An aircraft tail assembly is typically formed from a horizontal tail and another vertical tail. The horizontal tail is in charge of the pitch control and stability of the aircraft, whereas the vertical tail is in charge of the lateral control and stability of such aircraft. The planform of a tail assembly is the contour of the projection on its plane, the aerodynamic properties thus depending to a great extent on this planform. The tail assembly rudder is the moving part thereof which allows controlling the aircraft.

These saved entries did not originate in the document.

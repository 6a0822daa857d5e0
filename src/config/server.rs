//! Server configuration

use serde::Deserialize;
use std::net::SocketAddr;
use std::time::Duration;

use super::error::ValidationError;

/// Server configuration
#[derive(Debug, Clone, Deserialize)]
pub struct ServerConfig {
    /// Host address to bind to
    #[serde(default = "default_host")]
    pub host: String,

    /// Port to listen on
    #[serde(default = "default_port")]
    pub port: u16,

    /// Environment name
    #[serde(default = "default_environment")]
    pub environment: Environment,

    /// Rust log filter directive
    #[serde(default = "default_log_level")]
    pub log_level: String,

    /// Log output format
    #[serde(default)]
    pub log_format: LogFormat,

    /// Request timeout in seconds
    #[serde(default = "default_request_timeout")]
    pub request_timeout_secs: u64,

    /// CORS allowed origins (comma-separated)
    pub cors_origins: Option<String>,
}

/// Application environment
#[derive(Debug, Clone, Deserialize, PartialEq, Eq, Default)]
#[serde(rename_all = "lowercase")]
pub enum Environment {
    #[default]
    Development,
    Staging,
    Production,
}

/// Log line format
#[derive(Debug, Clone, Copy, Deserialize, PartialEq, Eq, Default)]
#[serde(rename_all = "lowercase")]
pub enum LogFormat {
    #[default]
    Pretty,
    Json,
}

impl ServerConfig {
    /// Get the socket address to bind to
    pub fn socket_addr(&self) -> Result<SocketAddr, ValidationError> {
        let addr = format!("{}:{}", self.host, self.port);
        addr.parse()
            .map_err(|_| ValidationError::InvalidSocketAddr(addr))
    }

    /// Get request timeout as Duration
    pub fn request_timeout(&self) -> Duration {
        Duration::from_secs(self.request_timeout_secs)
    }

    /// Check if running in production
    pub fn is_production(&self) -> bool {
        self.environment == Environment::Production
    }

    /// Get CORS origins as a vector
    pub fn cors_origins_list(&self) -> Vec<String> {
        self.cors_origins
            .as_ref()
            .map(|s| s.split(',').map(|s| s.trim().to_string()).collect())
            .unwrap_or_default()
    }

    /// Validate server configuration
    pub fn validate(&self) -> Result<(), ValidationError> {
        if self.port == 0 {
            return Err(ValidationError::InvalidPort);
        }
        if self.request_timeout_secs == 0 || self.request_timeout_secs > 300 {
            return Err(ValidationError::InvalidTimeout);
        }
        self.socket_addr()?;
        Ok(())
    }
}

impl Default for ServerConfig {
    fn default() -> Self {
        Self {
            host: default_host(),
            port: default_port(),
            environment: default_environment(),
            log_level: default_log_level(),
            log_format: LogFormat::default(),
            request_timeout_secs: default_request_timeout(),
            cors_origins: None,
        }
    }
}

fn default_host() -> String {
    "0.0.0.0".to_string()
}

fn default_port() -> u16 {
    8080
}

fn default_environment() -> Environment {
    Environment::Development
}

fn default_log_level() -> String {
    "info,psychometric_engine=debug,sqlx=warn".to_string()
}

fn default_request_timeout() -> u64 {
    60
}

The tail assembly span is the size of the tail assembly in a direction perpendicular to the impinging current, a tail assembly section being considered as a tail assembly slice in the direction of the impinging air current. The chord in a specific section is therefore the size of the tail assembly in that section, the chord at the root and the chord at the tip being the chords at the root and at the tip of the tail assembly, respectively. The chord distribution is the mathematical function expressing the chord according to the position along the span. This function is normally a decreasing function, being constant for the case of rectangular tail assemblies.
The aerodynamic lift is the aerodynamic force supported by the tail assembly in the direction perpendicular to the impinging air current. The aerodynamic drag is the aerodynamic force supported by the tail assembly in the direction of the impinging current.
Some important factors to be taken into account in the first stages of studying an airplane are: the area enclosed by the planform or total surface; the distance from the tail assembly to the center of gravity of the airplane and the surface of the rudder with respect to the total surface. Once these parameters are set, the design consists of optimizing the tail assembly, minimizing its weight, its aerodynamic drag, its manufacturing costs and improving the efficiency of the rudder.
There are several possible tail assembly planforms for aircraft. The simplest planforms are rectangular or trapezoidal. Wings (not tail assemblies) were historically manufactured with elliptical planforms, because the aerodynamic wing theory predicts that this planform minimizes aerodynamic drag. It is currently known that an elliptical planform is more expensive to manufacture and heavier than a trapezoidal planform and that the aerodynamic drag loss is small.
Rectangular and trapezoidal planforms of tail assemblies are the most widely used due to the fact that they have a great structural rigidity and simplicity, while at the same time they are planforms which can easily be analyzed by computer and can be manufactured inexpensively. However, for high-performance applications they do not provide a multidisciplinary optimum if weight, aerodynamic drag and manufacturing costs are taken into account.
The internal structure of an aircraft tail assembly traditionally comprises two main spars, a front spar and a rear spar, distributed along the span, closing the aircraft tail assembly structure or box. The position of the front and rear spars in each section is a constant percentage of the chord in each section. A typical percentage of the position of the front spar would therefore be 20% of the chord in each section, whereas a typical percentage of the position of the rear spar would be 55% of the chord in each section. There are tail assemblies with three or more spars but their position is always a constant percentage of the chord in each section.
In a similar manner, the hinge line of the rudder (elevator or rudder) has a constant percentage along the span, typically 70% of the chord in each section. Due to its function as an axis about which the rudder rotates, the hinge line must be rectilinear, although it is not necessary for it to have a constant percentage of the chord in each section, this being the object of the present patent.
The multidisciplinary optimization of an aircraft tail assembly (hereinafter multidisciplinary optimization) consists of modifying its planform, the size of the rudder, the position of its hinge line and the position of its spars such that its weight, its aerodynamic drag, the efficiency of its rudder and its manufacturing costs are simultaneously optimized.
The object of the present patent is to provide innovative planforms, rudder shapes, position of the hinge line and position of the spars, based on a multidisciplinary optimization and for an aircraft tail assembly.